Pre-draft measurables
| Height | Weight | Arm length | Hand span | Wingspan | 40-yard dash | 10-yard split | 20-yard split | 20-yard shuttle | Three-cone drill | Vertical jump | Broad jump | Bench press |
| 5 ft 10+5⁄8 in (1.79 m) | 191 lb (87 kg) | 31 in (0.79 m) | 9+1⁄2 in (0.24 m) | 6 ft 3+3⁄8 in (1.91 m) | 4.64 s | 1.65 s | 2.69 s | 4.07 s | 6.90 s | 32.0 in (0.81 m) | 9 ft 6 in (2.90 m) | 15 reps |
All values from Pro Day

===Minnesota Vikings===
Davis signed with the Minnesota Vikings as an undrafted free agent on April 29, 2019. He was waived by the Vikings during final roster cuts, but was re-signed to the team's practice squad. Davis was promoted to the active roster on September 28, 2019, but did not appear in an NFL game before being waived on October 12, 2019. He was promoted to the active roster again on October 24, 2019, and made his NFL debut that night against the Washington Redskins. He was waived on November 12 and re-signed to the practice squad. He signed a reserve/future contract with the Vikings on January 12, 2020. He was waived on August 3, 2020.

===Cleveland Browns===
On July 31, 2021, Davis signed with the Cleveland Browns. He was suspended the first two games of the 2021 season for violating the NFL's substance abuse policy. After being reinstated from suspension, he was waived on September 20, 2021, and re-signed to the practice squad.

===Houston Texans (first stint)===
On October 6, 2021, Davis was signed by the Houston Texans off the Browns practice squad. He was placed on injured reserve on December 15. He was waived with an injury designation on August 3, 2022. He cleared waivers and was placed on injured reserve the next day. He was waived off injured reserve on August 12, 2022. He was re-signed to the practice squad on October 5.

===Houston Roughnecks===
Davis was released by the Houston Roughnecks of the XFL on March 3, 2023.

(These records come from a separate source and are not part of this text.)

/*
Copyright 2026  The Hyperlight Authors.

Licensed under the Apache License, Version 2.0 (the "License");
you may not use this file except in compliance with the License.
You may obtain a copy of the License at

    http://www.apache.org/licenses/LICENSE-2.0

Unless required by applicable law or agreed to in writing, software
distributed under the License is distributed on an "AS IS" BASIS,
WITHOUT WARRANTIES OR CONDITIONS OF ANY KIND, either express or implied.
See the License for the specific language governing permissions and
limitations under the License.
*/

//! Feature bits and their negotiation.
//!
//! The device offers a 64-bit feature set. The driver accepts the offered
//! bits it knows, from its modern table when the device speaks VIRTIO 1.0
//! (`VIRTIO_F_VERSION_1`) and from its legacy table otherwise. Bits the ring
//! implements itself are always accepted.

use thiserror::Error;

/// Indirect descriptor tables.
pub const VIRTIO_F_INDIRECT_DESC: u32 = 28;
/// `used_event` / `avail_event` notification suppression.
pub const VIRTIO_RING_F_EVENT_IDX: u32 = 29;
/// Device complies with VIRTIO 1.0 or later.
pub const VIRTIO_F_VERSION_1: u32 = 32;

/// Bits the ring and transport implement, accepted on behalf of every driver.
pub const TRANSPORT_FEATURES: u64 =
    bit(VIRTIO_F_INDIRECT_DESC) | bit(VIRTIO_RING_F_EVENT_IDX) | bit(VIRTIO_F_VERSION_1);

/// Mask for feature number `feature`, which must be below 64.
#[inline]
pub const fn bit(feature: u32) -> u64 {
    1 << feature
}

#[inline]
pub fn has_feature(features: u64, feature: u32) -> bool {
    feature < u64::BITS && features & bit(feature) != 0
}

#[derive(Error, Debug, Clone, Copy, PartialEq, Eq)]
pub enum FeatureError {
    #[error("Feature bit {0} out of range")]
    BitOutOfRange(u32),
    #[error("Required features {missing:#x} missing from negotiated set {negotiated:#x}")]
    MissingRequired { missing: u64, negotiated: u64 },
    #[error("Features {negotiated:#x} differ from {saved:#x} negotiated before suspend")]
    ResumeMismatch { saved: u64, negotiated: u64 },
}

#[derive(Debug, Clone, Copy, PartialEq, Eq)]
pub enum Revision {
    Legacy,
    Modern,
}

/// A set of feature numbers a driver understands.
#[derive(Debug, Clone, Copy, Default, PartialEq, Eq)]
pub struct FeatureTable {
    bits: u64,
}

impl FeatureTable {
    pub fn new(features: &[u32]) -> Result<Self, FeatureError> {
        features
            .iter()
            .try_fold(0u64, |bits, &feature| {
                if feature >= u64::BITS {
                    return Err(FeatureError::BitOutOfRange(feature));
                }
                Ok(bits | bit(feature))
            })
            .map(Self::from_bits)
    }

    pub const fn from_bits(bits: u64) -> Self {
        Self { bits }
    }

    #[inline]
    pub fn bits(&self) -> u64 {
        self.bits
    }

    #[inline]
    pub fn contains(&self, feature: u32) -> bool {
        has_feature(self.bits, feature)
    }
}

/// What a driver declares about features.
#[derive(Debug, Clone, Default, PartialEq, Eq)]
pub struct DriverFeatures {
    /// Features understood on modern devices.
    pub table: FeatureTable,
    /// Features understood on legacy devices; `None` uses `table`.
    pub legacy: Option<FeatureTable>,
    /// Features the driver cannot work without.
    pub required: u64,
}

impl DriverFeatures {
    pub fn new(table: FeatureTable) -> Self {
        Self {
            table,
            ..Default::default()
        }
    }

    pub fn with_legacy(mut self, legacy: FeatureTable) -> Self {
        self.legacy = Some(legacy);
        self
    }

    pub fn with_required(mut self, required: &[u32]) -> Result<Self, FeatureError> {
        self.required = FeatureTable::new(required)?.bits();
        Ok(self)
    }

    /// The table used against a device of `revision`.
    pub fn table_for(&self, revision: Revision) -> FeatureTable {
        match revision {
            Revision::Modern => self.table,
            Revision::Legacy => self.legacy.unwrap_or(self.table),
        }
    }
}

/// Result of a successful negotiation.
#[derive(Debug, Clone, Copy, PartialEq, Eq)]
pub struct Negotiated {
    pub features: u64,
    pub revision: Revision,
}

/// Intersect what the device offers with what the driver understands.
pub fn negotiate(device: u64, driver: &DriverFeatures) -> Result<Negotiated, FeatureError> {
    let revision = if has_feature(device, VIRTIO_F_VERSION_1) {
        Revision::Modern
    } else {
        Revision::Legacy
    };

    let accepted = driver.table_for(revision).bits() | TRANSPORT_FEATURES;
    let features = device & accepted;

    let missing = driver.required & !features;
    if missing != 0 {
        return Err(FeatureError::MissingRequired {
            missing,
            negotiated: features,
        });
    }

    Ok(Negotiated { features, revision })
}
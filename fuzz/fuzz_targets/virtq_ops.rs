/*
Copyright 2026  The Hyperlight Authors.

Licensed under the Apache License, Version 2.0 (the "License");
you may not use this file except in compliance with the License.
You may obtain a copy of the License at

    http://www.apache.org/licenses/LICENSE-2.0

Unless required by applicable law or agreed to in writing, software
distributed under the License is distributed on an "AS IS" BASIS,
WITHOUT WARRANTIES OR CONDITIONS OF ANY KIND, either express or implied.
See the License for the specific language governing permissions and
limitations under the License.
*/

#![no_main]

use std::collections::{HashSet, VecDeque};
use std::num::NonZeroU16;
use std::sync::Arc;

use arbitrary::Arbitrary;
use libfuzzer_sys::fuzz_target;
use vring::config::QueueConfig;
use vring::device::{DeviceHandle, QueueSpec};
use vring::feature::{VIRTIO_F_INDIRECT_DESC, VIRTIO_RING_F_EVENT_IDX, bit};
use vring::virtq::{
    BufferChainBuilder, BufferElement, DeviceRing, HeapMem, IndirectPool, Layout, MemOps, Queue,
    QueueMemory, QueueStats, UsedRing, VirtqError,
};

const QUEUE_SIZE: u16 = 8;
const TABLE_LEN: u16 = 4;
const TABLES: usize = 2;

/// One step of a driver talking to a device that may lie.
#[derive(Arbitrary, Debug)]
enum Op {
    Add(Vec<BufferElement>),
    Kick,
    GetBuf,
    DisableCb,
    EnableCb,
    EnableCbDelayed,
    /// The device pops and completes the oldest chain it was given.
    Complete { written: u32 },
    /// The device makes up a completion.
    ForgeUsed { id: u32, len: u32 },
    /// The device scribbles over the used index.
    ForgeUsedIdx(u16),
    /// The device scribbles over a descriptor.
    ForgeDesc { idx: u8, bytes: [u8; 16] },
}

#[derive(Arbitrary, Debug)]
struct Input {
    event_idx: bool,
    indirect: bool,
    ops: Vec<Op>,
}

fn no_doorbell(_stats: QueueStats) {}

fuzz_target!(|input: Input| {
    let mut features = 0;
    if input.event_idx {
        features |= bit(VIRTIO_RING_F_EVENT_IDX);
    }
    if input.indirect {
        features |= bit(VIRTIO_F_INDIRECT_DESC);
    }

    let ring_len = Layout::query_size(QUEUE_SIZE as usize).next_multiple_of(Layout::DESC_ALIGN);
    let pool_len = IndirectPool::query_size(TABLES, TABLE_LEN);
    let mem = Arc::new(HeapMem::new(ring_len + pool_len).unwrap());
    let layout = Layout::from_base(mem.base_addr(), NonZeroU16::new(QUEUE_SIZE).unwrap()).unwrap();
    let pool = IndirectPool::new(mem.base_addr() + ring_len as u64, pool_len, TABLE_LEN).unwrap();

    let mut config = QueueConfig::default();
    config.set_indirect_threshold(2);
    let mut queue = Queue::new(
        DeviceHandle::new(0),
        0,
        QueueSpec::new("fuzz").with_config(config),
        QueueMemory {
            layout,
            mem: mem.clone(),
            indirect: Some(pool),
        },
        no_doorbell as fn(QueueStats),
        features,
    )
    .unwrap();
    let mut device = DeviceRing::new(layout, mem.clone(), input.event_idx).unwrap();

    let mut next_token = 0u64;
    let mut outstanding = HashSet::new();
    let mut popped = VecDeque::new();

    for op in input.ops {
        let broken = queue.is_broken();
        match op {
            Op::Add(elems) => {
                let (readables, writables): (Vec<_>, Vec<_>) =
                    elems.into_iter().take(16).partition(|e| !e.writable);
                let chain = BufferChainBuilder::new()
                    .readables(readables.iter().map(|e| (e.addr, e.len)))
                    .writables(writables.iter().map(|e| (e.addr, e.len)))
                    .build();
                let Ok(chain) = chain else {
                    continue;
                };

                match queue.add(&chain, next_token) {
                    Ok(_) => {
                        assert!(!broken);
                        outstanding.insert(next_token);
                        next_token += 1;
                    }
                    Err(VirtqError::Broken) => assert!(broken),
                    Err(VirtqError::OutOfSpace | VirtqError::ChainTooLong { .. }) => {}
                    Err(err) => panic!("unexpected add error: {err}"),
                }
            }
            Op::Kick => {
                let _ = queue.kick();
            }
            Op::GetBuf => match queue.get_buf() {
                Ok(Some((token, _len))) => {
                    assert!(outstanding.remove(&token), "token {token} returned twice");
                }
                Ok(None) => assert!(!broken),
                Err(VirtqError::Broken) => assert!(broken),
                Err(VirtqError::ProtocolViolation(_)) => {
                    assert!(!broken);
                    assert!(queue.is_broken());
                }
                Err(err) => panic!("unexpected get_buf error: {err}"),
            },
            Op::DisableCb => {
                let _ = queue.disable_cb();
            }
            Op::EnableCb => {
                let _ = queue.enable_cb();
            }
            Op::EnableCbDelayed => {
                let _ = queue.enable_cb_delayed();
            }
            Op::Complete { written } => {
                while let Ok(Some(chain)) = device.pop_avail() {
                    popped.push_back(chain.head);
                }
                if let Some(head) = popped.pop_front() {
                    let _ = device.push_used(u32::from(head), written);
                }
            }
            Op::ForgeUsed { id, len } => {
                let _ = device.push_used(id, len);
            }
            Op::ForgeUsedIdx(idx) => {
                mem.store_release(layout.used_addr + UsedRing::IDX_OFFSET, idx)
                    .unwrap();
            }
            Op::ForgeDesc { idx, bytes } => {
                let slot = u64::from(idx) % u64::from(QUEUE_SIZE);
                mem.write(layout.desc_table_addr + slot * 16, &bytes).unwrap();
            }
        }
    }

    // whatever the device did, every token comes back exactly once
    let drained: HashSet<_> = queue.drain().into_iter().collect();
    assert_eq!(drained, outstanding);
    assert_eq!(queue.num_free(), QUEUE_SIZE);
});
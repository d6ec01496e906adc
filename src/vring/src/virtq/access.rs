/*
Copyright 2026  The Hyperlight Authors.

Licensed under the Apache License, Version 2.0 (the "License");
you may not use this file except in compliance with the License.
You may obtain a copy of the License at

    http://www.apache.org/licenses/LICENSE-2.0

Unless required by applicable law or agreed to in writing, software
distributed under the License is distributed on an "AS IS" BASIS,
WITHOUT WARRANTIES OR CONDITIONS OF ANY KIND, either express or implied.
See the License for the specific language governing permissions and
limitations under the License.
*/

//! Memory Access Traits for Virtqueue Operations
//!
//! This module defines the [`MemOps`] trait that abstracts the shared memory
//! a ring lives in. Addresses are in the peer-visible address space (guest
//! physical, bus address, ...) and it is up to the backend to translate them.
//!
//! [`HeapMem`] is a backend over an owned, page aligned heap region whose
//! addresses are its host virtual addresses. Both the driver and the device
//! half of a ring can share it through an `Arc`.

use alloc::alloc::{Layout as AllocLayout, alloc_zeroed, dealloc};
use alloc::rc::Rc;
use alloc::sync::Arc;
use core::ptr::{self, NonNull};
use core::sync::atomic::{self, AtomicU16, Ordering};

use bytemuck::Pod;
use thiserror::Error;

/// Backend-provided memory access for virtqueue.
///
/// # Memory ordering
///
/// - [`load_acquire`](Self::load_acquire) and [`store_release`](Self::store_release)
///   are used for every 16-bit control field of the ring (indices, flags and
///   event indices). A reader that observes an index published with release
///   also observes every write the publisher made before it.
/// - [`fence`](Self::fence) is a full barrier. It orders a store of our own
///   index against a subsequent load of the peer's suppression field, which
///   acquire/release alone cannot do.
pub trait MemOps {
    type Error;

    /// Read bytes from shared memory.
    ///
    /// Returns the number of bytes read (equal to `dst.len()` on success).
    fn read(&self, addr: u64, dst: &mut [u8]) -> Result<usize, Self::Error>;

    /// Write bytes to shared memory.
    ///
    /// Returns the number of bytes written (equal to `src.len()` on success).
    fn write(&self, addr: u64, src: &[u8]) -> Result<usize, Self::Error>;

    /// Load a u16 with acquire semantics.
    ///
    /// `addr` must be 2-byte aligned.
    fn load_acquire(&self, addr: u64) -> Result<u16, Self::Error>;

    /// Store a u16 with release semantics.
    ///
    /// `addr` must be 2-byte aligned.
    fn store_release(&self, addr: u64, val: u16) -> Result<(), Self::Error>;

    /// Full memory barrier.
    fn fence(&self) {
        atomic::fence(Ordering::SeqCst);
    }

    /// Read a Pod type at the given address.
    fn read_val<T: Pod>(&self, addr: u64) -> Result<T, Self::Error> {
        let mut val = T::zeroed();
        let bytes = bytemuck::bytes_of_mut(&mut val);

        self.read(addr, bytes)?;
        Ok(val)
    }

    /// Write a Pod type at the given address.
    fn write_val<T: Pod>(&self, addr: u64, val: T) -> Result<(), Self::Error> {
        let bytes = bytemuck::bytes_of(&val);
        self.write(addr, bytes)?;
        Ok(())
    }
}

macro_rules! forward_mem_ops {
    ($($ty:ty),*) => {
        $(
            impl<M: MemOps + ?Sized> MemOps for $ty {
                type Error = M::Error;

                fn read(&self, addr: u64, dst: &mut [u8]) -> Result<usize, Self::Error> {
                    (**self).read(addr, dst)
                }

                fn write(&self, addr: u64, src: &[u8]) -> Result<usize, Self::Error> {
                    (**self).write(addr, src)
                }

                fn load_acquire(&self, addr: u64) -> Result<u16, Self::Error> {
                    (**self).load_acquire(addr)
                }

                fn store_release(&self, addr: u64, val: u16) -> Result<(), Self::Error> {
                    (**self).store_release(addr, val)
                }

                fn fence(&self) {
                    (**self).fence()
                }
            }
        )*
    };
}

forward_mem_ops!(&M, Arc<M>, Rc<M>);

#[derive(Error, Debug, Clone, Copy, PartialEq, Eq)]
pub enum MemError {
    #[error("Access to {len} bytes at {addr:#x} is outside the region")]
    OutOfBounds { addr: u64, len: usize },
    #[error("Misaligned atomic access at {0:#x}")]
    Misaligned(u64),
    #[error("Empty region")]
    EmptyRegion,
    #[error("Failed to allocate {0} bytes")]
    AllocFailed(usize),
}

/// An owned, zero-initialized, page aligned region of shared memory.
///
/// Addresses handed out by [`base_addr`](Self::base_addr) are host virtual
/// addresses. Every access is bounds checked, so a corrupted descriptor can
/// at worst produce a [`MemError`].
#[derive(Debug)]
pub struct HeapMem {
    ptr: NonNull<u8>,
    layout: AllocLayout,
}

// SAFETY: HeapMem owns its allocation and only hands out copies of its
// contents or atomic views of it; concurrent access from several threads is
// the intended use.
unsafe impl Send for HeapMem {}
// SAFETY: see above.
unsafe impl Sync for HeapMem {}

impl HeapMem {
    pub const ALIGN: usize = 4096;

    /// Allocate `len` zeroed bytes.
    pub fn new(len: usize) -> Result<Self, MemError> {
        if len == 0 {
            return Err(MemError::EmptyRegion);
        }

        let layout =
            AllocLayout::from_size_align(len, Self::ALIGN).map_err(|_| MemError::AllocFailed(len))?;
        // SAFETY: layout has a non-zero size.
        let raw = unsafe { alloc_zeroed(layout) };
        let ptr = NonNull::new(raw).ok_or(MemError::AllocFailed(len))?;

        Ok(Self { ptr, layout })
    }

    /// Address of the first byte of the region.
    pub fn base_addr(&self) -> u64 {
        self.ptr.as_ptr().addr() as u64
    }

    pub fn len(&self) -> usize {
        self.layout.size()
    }

    pub fn is_empty(&self) -> bool {
        self.layout.size() == 0
    }

    /// Translate `[addr, addr + len)` into a pointer derived from the
    /// allocation, preserving provenance.
    fn ptr_for(&self, addr: u64, len: usize) -> Result<*mut u8, MemError> {
        let oob = MemError::OutOfBounds { addr, len };
        let off = addr.checked_sub(self.base_addr()).ok_or(oob)? as usize;
        let end = off.checked_add(len).ok_or(oob)?;
        if end > self.len() {
            return Err(oob);
        }

        Ok(self.ptr.as_ptr().wrapping_add(off))
    }

    fn atomic_for(&self, addr: u64) -> Result<&AtomicU16, MemError> {
        if !addr.is_multiple_of(2) {
            return Err(MemError::Misaligned(addr));
        }

        let ptr = self.ptr_for(addr, 2)?;
        // SAFETY: ptr is in bounds, 2-byte aligned (the allocation is page
        // aligned and addr is even) and lives as long as self.
        Ok(unsafe { AtomicU16::from_ptr(ptr.cast()) })
    }
}

impl Drop for HeapMem {
    fn drop(&mut self) {
        // SAFETY: ptr was allocated in `new` with this exact layout.
        unsafe { dealloc(self.ptr.as_ptr(), self.layout) }
    }
}

impl MemOps for HeapMem {
    type Error = MemError;

    fn read(&self, addr: u64, dst: &mut [u8]) -> Result<usize, Self::Error> {
        let src = self.ptr_for(addr, dst.len())?;
        // SAFETY: src is valid for dst.len() bytes and dst is a distinct
        // Rust borrow, so the ranges cannot overlap.
        unsafe { ptr::copy_nonoverlapping(src, dst.as_mut_ptr(), dst.len()) };
        Ok(dst.len())
    }

    fn write(&self, addr: u64, src: &[u8]) -> Result<usize, Self::Error> {
        let dst = self.ptr_for(addr, src.len())?;
        // SAFETY: dst is valid for src.len() bytes, see `read`.
        unsafe { ptr::copy_nonoverlapping(src.as_ptr(), dst, src.len()) };
        Ok(src.len())
    }

    fn load_acquire(&self, addr: u64) -> Result<u16, Self::Error> {
        Ok(self.atomic_for(addr)?.load(Ordering::Acquire))
    }

    fn store_release(&self, addr: u64, val: u16) -> Result<(), Self::Error> {
        self.atomic_for(addr)?.store(val, Ordering::Release);
        Ok(())
    }
}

===Birmingham Stallions (first stint)===
On March 11, 2023, Davis signed with the Birmingham Stallions of the United States Football League (USFL). During his season in Birmingham he helped the team win their second title in a row before he was released from his contract on July 24, 2023, to sign with an NFL team.

===Arizona Cardinals===
On July 25, 2023, Davis signed with the Arizona Cardinals. On August 29, 2023, Davis was released by the Cardinals as part of final roster cuts before the start of the 2023 season. He was re-signed to the practice squad on October 25. Davis was released on November 21.

===Houston Texans (second stint)===
On December 5, 2023, Davis was signed to the Texans' practice squad. He was released on December 27.

===Washington Commanders===
On January 2, 2024, Davis was signed to the Washington Commanders practice squad. He signed a futures contract with the team a week later. Davis was released by the Commanders on August 27.

=== Birmingham Stallions (second stint) ===
On January 22, 2025, Davis re-signed with the Birmingham Stallions of the United Football League (UFL).